» ACTIVITY: In the data below, find every line that has the string "const", and copy it.

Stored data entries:
* * * * * * * * *

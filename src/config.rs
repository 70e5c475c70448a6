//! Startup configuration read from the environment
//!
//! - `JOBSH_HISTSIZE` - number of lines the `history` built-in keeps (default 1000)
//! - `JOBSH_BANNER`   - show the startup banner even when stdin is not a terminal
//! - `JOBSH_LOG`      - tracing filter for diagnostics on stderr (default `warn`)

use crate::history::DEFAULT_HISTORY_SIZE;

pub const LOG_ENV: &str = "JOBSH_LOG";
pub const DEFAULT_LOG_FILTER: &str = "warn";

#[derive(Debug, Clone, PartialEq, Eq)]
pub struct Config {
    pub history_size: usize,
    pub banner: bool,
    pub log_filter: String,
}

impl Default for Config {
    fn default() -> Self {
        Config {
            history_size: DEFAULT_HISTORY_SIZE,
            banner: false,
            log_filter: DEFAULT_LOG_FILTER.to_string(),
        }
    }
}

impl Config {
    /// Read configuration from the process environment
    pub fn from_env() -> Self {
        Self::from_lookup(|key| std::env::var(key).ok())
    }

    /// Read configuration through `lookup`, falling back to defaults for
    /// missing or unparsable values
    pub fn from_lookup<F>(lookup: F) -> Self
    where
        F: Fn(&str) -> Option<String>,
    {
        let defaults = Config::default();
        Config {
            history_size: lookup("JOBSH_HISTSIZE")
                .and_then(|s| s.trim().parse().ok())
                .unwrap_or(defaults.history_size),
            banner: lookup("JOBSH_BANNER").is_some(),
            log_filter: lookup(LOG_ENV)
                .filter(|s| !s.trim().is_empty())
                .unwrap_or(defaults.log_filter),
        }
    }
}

* * * * * * * * *

» SOLVED EXERCISE:
pub const LOG_ENV: &str = "JOBSH_LOG";
pub const DEFAULT_LOG_FILTER: &str = "warn";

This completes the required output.